Problem to work on
Copy out each line of the data below in which "ordinal" appears.

Task input
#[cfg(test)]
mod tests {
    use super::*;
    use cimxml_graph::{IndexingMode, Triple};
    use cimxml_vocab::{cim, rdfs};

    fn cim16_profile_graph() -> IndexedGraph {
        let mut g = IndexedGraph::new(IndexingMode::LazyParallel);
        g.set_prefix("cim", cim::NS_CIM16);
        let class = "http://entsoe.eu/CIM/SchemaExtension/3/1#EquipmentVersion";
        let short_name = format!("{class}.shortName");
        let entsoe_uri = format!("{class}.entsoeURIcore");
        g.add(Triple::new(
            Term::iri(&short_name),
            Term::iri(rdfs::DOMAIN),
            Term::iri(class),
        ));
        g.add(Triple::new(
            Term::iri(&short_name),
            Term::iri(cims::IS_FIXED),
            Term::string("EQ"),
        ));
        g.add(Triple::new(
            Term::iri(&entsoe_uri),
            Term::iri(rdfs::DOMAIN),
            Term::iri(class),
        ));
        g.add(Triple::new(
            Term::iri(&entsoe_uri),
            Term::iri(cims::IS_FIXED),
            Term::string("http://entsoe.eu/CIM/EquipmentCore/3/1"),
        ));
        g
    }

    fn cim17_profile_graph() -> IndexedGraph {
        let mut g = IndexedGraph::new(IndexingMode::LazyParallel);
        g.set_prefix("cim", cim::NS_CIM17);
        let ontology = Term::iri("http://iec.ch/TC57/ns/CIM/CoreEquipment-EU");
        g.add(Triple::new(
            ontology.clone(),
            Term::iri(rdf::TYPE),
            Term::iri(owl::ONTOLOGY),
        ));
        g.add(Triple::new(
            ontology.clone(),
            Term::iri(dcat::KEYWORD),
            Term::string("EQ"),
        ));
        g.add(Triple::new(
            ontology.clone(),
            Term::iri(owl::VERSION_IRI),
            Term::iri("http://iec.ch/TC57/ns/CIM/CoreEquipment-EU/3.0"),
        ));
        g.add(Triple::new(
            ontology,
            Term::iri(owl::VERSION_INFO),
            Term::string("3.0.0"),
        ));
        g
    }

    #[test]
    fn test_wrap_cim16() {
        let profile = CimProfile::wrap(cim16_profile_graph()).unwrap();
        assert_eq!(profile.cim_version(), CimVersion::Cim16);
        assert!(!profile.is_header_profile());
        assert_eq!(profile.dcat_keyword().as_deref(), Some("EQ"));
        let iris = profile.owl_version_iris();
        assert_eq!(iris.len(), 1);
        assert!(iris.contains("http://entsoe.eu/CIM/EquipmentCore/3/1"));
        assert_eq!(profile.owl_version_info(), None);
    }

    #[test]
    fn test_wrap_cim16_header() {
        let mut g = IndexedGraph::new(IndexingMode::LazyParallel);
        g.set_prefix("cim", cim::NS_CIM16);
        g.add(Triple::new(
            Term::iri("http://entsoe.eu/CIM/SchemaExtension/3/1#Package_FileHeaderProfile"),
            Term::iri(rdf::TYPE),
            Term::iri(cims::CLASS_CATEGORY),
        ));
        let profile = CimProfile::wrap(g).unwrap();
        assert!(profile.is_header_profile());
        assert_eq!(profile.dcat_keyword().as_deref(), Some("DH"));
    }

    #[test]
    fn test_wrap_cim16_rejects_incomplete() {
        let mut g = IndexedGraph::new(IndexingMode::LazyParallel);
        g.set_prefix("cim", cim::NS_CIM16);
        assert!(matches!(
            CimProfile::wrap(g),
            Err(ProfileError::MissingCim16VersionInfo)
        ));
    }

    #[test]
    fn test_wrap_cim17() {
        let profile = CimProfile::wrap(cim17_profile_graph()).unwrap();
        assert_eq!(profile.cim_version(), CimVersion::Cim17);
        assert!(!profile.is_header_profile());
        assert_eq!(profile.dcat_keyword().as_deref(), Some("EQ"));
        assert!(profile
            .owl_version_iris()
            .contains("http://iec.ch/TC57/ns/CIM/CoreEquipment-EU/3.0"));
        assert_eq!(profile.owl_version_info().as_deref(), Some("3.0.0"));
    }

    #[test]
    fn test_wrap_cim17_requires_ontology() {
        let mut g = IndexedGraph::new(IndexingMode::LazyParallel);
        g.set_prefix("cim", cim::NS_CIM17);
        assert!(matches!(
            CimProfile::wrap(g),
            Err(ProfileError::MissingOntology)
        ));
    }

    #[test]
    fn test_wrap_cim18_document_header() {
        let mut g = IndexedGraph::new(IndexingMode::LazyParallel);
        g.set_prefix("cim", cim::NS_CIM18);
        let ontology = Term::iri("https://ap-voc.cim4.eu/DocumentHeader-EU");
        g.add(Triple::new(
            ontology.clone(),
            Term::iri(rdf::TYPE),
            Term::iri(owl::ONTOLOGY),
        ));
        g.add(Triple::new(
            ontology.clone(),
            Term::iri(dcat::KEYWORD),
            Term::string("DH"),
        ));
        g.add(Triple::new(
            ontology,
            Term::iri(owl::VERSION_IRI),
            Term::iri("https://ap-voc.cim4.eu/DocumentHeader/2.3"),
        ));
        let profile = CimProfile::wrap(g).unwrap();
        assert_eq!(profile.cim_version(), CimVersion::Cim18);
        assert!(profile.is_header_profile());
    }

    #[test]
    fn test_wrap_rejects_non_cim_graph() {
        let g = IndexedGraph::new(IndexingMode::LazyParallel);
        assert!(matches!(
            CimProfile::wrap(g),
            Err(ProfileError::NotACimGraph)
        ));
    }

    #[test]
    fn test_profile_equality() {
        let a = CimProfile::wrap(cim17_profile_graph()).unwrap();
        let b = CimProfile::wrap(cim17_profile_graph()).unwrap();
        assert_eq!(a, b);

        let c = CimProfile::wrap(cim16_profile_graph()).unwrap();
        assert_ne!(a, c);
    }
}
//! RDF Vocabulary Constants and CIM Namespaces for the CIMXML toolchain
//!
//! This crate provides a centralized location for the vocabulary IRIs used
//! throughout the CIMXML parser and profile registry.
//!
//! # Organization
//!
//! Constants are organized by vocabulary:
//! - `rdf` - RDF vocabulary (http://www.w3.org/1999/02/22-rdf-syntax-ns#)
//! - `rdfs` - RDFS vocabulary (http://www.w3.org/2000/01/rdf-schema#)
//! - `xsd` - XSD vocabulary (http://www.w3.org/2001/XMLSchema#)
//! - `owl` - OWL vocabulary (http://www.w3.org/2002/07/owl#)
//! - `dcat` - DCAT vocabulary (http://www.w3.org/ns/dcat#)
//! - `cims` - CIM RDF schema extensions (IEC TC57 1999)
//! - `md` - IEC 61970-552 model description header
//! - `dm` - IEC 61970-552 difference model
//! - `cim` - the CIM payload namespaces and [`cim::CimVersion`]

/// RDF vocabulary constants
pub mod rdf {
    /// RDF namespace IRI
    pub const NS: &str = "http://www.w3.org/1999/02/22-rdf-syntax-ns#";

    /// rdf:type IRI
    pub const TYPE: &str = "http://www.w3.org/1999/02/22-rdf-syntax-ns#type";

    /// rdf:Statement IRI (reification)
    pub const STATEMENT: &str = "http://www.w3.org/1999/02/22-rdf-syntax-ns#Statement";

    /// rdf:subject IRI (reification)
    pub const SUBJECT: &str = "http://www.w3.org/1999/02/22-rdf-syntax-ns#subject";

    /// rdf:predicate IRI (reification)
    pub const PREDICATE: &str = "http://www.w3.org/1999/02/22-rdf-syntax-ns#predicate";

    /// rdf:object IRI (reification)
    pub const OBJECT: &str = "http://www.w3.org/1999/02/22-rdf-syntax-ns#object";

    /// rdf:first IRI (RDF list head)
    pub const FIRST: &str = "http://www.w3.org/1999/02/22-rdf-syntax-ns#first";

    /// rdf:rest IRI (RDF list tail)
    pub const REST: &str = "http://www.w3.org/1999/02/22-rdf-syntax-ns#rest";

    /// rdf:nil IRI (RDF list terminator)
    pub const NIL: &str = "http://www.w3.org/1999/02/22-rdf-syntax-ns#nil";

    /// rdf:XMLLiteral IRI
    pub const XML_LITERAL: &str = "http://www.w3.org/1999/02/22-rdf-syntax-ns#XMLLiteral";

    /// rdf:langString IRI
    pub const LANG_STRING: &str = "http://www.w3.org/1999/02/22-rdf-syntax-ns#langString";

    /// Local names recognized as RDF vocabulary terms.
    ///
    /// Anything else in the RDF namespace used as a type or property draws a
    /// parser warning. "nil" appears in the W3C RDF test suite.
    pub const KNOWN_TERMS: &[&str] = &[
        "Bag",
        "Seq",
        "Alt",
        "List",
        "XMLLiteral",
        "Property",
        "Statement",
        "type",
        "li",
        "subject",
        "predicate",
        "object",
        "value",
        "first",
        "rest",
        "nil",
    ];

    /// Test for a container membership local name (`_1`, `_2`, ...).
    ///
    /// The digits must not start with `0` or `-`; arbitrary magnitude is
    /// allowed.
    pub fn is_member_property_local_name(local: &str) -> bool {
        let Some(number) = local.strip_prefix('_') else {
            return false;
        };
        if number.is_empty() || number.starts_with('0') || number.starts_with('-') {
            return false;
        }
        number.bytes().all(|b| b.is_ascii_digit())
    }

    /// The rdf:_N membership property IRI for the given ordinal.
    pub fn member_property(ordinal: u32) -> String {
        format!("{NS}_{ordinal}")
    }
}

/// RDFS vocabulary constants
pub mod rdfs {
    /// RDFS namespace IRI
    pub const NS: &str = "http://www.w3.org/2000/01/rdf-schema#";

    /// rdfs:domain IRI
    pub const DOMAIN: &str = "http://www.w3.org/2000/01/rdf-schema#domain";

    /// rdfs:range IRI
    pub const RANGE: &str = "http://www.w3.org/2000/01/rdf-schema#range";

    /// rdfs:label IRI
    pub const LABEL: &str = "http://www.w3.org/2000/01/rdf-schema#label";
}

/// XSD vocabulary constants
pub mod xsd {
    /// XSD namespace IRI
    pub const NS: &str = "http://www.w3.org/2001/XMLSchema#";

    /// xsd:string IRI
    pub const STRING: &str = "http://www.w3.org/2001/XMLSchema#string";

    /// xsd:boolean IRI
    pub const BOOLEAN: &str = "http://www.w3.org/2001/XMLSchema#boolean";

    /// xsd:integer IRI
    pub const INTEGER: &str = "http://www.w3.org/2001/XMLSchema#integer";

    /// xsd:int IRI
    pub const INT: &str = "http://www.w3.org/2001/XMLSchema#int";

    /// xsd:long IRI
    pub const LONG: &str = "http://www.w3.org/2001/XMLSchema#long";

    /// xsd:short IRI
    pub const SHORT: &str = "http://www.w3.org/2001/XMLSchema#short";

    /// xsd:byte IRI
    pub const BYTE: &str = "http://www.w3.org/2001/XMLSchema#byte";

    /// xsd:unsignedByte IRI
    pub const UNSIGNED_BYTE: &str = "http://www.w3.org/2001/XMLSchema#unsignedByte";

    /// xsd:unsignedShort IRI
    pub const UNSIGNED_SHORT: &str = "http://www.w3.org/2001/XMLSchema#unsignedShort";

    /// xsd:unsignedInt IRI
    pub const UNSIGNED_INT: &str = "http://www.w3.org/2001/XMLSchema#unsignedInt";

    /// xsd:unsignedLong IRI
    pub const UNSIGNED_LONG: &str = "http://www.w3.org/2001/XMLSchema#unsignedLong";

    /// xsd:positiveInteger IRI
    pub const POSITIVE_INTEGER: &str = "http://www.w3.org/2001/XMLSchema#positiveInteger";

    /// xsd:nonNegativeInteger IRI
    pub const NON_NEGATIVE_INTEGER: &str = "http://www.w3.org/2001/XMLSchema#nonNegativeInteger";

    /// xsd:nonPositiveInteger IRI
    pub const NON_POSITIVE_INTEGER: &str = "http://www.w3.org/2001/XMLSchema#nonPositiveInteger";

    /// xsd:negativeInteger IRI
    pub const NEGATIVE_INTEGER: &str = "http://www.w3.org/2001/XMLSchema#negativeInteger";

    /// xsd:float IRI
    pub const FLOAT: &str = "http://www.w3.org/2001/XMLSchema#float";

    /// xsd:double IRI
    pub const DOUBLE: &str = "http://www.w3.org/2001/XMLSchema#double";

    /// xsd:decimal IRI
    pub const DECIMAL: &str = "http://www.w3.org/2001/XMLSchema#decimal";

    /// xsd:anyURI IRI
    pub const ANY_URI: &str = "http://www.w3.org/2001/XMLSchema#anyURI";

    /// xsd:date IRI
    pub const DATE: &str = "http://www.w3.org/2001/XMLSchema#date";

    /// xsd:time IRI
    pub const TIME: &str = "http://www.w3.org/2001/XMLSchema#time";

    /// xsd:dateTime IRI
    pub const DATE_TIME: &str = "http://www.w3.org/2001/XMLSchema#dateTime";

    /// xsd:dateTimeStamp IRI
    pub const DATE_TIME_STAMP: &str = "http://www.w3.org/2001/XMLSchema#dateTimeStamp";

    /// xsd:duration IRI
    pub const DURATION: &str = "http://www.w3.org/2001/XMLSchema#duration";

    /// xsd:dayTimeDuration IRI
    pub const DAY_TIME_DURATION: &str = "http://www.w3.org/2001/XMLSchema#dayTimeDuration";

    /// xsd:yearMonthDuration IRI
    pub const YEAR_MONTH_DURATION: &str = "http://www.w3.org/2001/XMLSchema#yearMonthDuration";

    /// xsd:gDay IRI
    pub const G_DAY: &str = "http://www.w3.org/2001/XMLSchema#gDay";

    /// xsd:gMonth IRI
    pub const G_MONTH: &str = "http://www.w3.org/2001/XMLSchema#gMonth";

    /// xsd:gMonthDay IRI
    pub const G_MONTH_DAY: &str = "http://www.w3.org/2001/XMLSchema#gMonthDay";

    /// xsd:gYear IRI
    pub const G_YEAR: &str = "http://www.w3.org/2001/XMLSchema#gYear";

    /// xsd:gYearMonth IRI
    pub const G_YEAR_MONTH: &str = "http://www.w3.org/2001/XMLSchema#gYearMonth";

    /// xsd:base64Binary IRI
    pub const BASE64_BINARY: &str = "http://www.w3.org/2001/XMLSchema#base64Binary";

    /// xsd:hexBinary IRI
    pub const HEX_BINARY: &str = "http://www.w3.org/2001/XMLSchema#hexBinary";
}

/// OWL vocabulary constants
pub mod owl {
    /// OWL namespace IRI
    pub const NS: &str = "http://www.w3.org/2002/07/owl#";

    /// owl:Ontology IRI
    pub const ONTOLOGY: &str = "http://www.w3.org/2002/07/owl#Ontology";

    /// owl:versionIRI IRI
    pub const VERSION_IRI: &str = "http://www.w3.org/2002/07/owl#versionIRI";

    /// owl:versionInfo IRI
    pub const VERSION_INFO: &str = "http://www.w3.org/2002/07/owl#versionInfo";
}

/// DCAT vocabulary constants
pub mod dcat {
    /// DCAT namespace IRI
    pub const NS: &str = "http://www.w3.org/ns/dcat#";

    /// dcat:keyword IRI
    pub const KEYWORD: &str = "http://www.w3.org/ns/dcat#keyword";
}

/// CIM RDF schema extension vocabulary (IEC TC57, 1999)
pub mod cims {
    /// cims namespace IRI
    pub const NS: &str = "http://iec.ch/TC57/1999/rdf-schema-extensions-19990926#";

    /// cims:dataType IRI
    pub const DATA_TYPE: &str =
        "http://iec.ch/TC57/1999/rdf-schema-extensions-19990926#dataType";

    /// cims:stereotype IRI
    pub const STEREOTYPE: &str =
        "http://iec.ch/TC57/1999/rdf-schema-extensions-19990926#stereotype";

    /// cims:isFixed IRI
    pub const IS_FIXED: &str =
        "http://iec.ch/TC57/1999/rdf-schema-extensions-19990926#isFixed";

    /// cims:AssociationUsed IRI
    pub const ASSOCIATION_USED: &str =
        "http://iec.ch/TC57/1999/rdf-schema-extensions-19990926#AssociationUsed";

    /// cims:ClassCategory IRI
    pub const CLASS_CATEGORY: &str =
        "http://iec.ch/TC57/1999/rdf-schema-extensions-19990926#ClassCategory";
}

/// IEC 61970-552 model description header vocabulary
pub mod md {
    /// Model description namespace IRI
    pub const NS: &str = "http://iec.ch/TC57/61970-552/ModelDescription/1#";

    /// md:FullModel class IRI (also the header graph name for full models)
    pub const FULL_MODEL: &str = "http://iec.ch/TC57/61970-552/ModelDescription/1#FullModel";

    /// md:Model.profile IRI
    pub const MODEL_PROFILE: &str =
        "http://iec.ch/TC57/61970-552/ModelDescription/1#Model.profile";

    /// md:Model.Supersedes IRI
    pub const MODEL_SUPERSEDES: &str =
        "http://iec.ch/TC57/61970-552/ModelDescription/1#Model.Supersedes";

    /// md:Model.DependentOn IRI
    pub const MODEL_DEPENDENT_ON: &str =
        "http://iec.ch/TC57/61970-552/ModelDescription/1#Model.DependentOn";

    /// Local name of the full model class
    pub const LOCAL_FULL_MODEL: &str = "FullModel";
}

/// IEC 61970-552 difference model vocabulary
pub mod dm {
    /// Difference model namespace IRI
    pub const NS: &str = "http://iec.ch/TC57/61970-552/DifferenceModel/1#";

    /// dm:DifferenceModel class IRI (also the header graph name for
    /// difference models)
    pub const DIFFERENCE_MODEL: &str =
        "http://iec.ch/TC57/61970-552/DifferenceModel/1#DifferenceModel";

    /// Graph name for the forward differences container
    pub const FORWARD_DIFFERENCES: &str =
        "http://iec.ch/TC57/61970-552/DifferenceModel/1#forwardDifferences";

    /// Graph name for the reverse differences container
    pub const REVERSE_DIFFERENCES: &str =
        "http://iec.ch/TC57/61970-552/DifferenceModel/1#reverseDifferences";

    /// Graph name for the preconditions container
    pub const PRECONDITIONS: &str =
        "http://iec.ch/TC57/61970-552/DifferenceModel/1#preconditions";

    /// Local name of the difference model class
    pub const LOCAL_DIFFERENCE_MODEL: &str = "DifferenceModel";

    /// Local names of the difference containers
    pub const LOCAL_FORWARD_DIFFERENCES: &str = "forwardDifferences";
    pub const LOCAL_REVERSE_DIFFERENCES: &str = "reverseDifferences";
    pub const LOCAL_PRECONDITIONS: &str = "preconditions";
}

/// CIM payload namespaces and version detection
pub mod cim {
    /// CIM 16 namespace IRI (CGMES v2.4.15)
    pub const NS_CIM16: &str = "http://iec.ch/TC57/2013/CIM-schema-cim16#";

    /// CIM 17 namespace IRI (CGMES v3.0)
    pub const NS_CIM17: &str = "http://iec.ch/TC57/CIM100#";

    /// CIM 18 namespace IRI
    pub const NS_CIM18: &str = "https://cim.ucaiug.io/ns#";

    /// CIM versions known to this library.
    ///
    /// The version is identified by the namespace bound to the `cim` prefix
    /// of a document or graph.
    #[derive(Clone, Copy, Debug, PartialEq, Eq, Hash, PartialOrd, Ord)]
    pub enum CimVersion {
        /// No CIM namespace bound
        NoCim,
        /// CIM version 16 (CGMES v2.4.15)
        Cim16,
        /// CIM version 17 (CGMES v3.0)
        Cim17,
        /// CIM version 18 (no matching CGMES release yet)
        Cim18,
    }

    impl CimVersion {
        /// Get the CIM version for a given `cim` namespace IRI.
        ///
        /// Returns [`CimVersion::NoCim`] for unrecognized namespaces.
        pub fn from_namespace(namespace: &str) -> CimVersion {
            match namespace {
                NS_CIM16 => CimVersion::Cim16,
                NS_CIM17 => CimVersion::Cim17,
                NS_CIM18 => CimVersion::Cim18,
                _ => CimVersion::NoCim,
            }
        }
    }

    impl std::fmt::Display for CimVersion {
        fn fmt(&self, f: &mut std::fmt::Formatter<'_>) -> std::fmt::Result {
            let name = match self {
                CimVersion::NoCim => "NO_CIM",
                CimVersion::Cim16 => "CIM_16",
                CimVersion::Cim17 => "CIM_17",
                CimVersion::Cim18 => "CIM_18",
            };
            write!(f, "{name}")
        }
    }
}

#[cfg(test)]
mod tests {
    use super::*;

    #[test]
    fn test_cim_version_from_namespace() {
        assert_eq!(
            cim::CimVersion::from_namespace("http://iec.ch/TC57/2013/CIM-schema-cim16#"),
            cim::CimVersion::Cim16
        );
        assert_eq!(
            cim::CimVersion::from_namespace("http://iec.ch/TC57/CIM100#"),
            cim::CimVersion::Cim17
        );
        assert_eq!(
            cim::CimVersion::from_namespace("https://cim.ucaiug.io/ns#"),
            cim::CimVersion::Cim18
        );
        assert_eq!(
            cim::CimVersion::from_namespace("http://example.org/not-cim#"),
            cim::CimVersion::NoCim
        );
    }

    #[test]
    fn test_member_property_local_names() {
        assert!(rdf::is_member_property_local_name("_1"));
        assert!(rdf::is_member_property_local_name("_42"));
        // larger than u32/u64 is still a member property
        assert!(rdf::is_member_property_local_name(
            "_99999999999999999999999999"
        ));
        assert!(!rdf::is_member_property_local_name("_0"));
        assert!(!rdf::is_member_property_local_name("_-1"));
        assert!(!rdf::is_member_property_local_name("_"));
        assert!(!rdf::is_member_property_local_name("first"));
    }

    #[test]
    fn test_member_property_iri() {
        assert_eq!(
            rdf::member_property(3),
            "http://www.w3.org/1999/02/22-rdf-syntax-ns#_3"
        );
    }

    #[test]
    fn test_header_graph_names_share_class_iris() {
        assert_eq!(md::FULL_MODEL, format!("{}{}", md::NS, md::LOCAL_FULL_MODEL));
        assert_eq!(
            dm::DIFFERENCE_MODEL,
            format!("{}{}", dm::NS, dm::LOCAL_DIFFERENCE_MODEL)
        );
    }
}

Exercise answer
    /// The rdf:_N membership property IRI for the given ordinal.
    pub fn member_property(ordinal: u32) -> String {
        format!("{NS}_{ordinal}")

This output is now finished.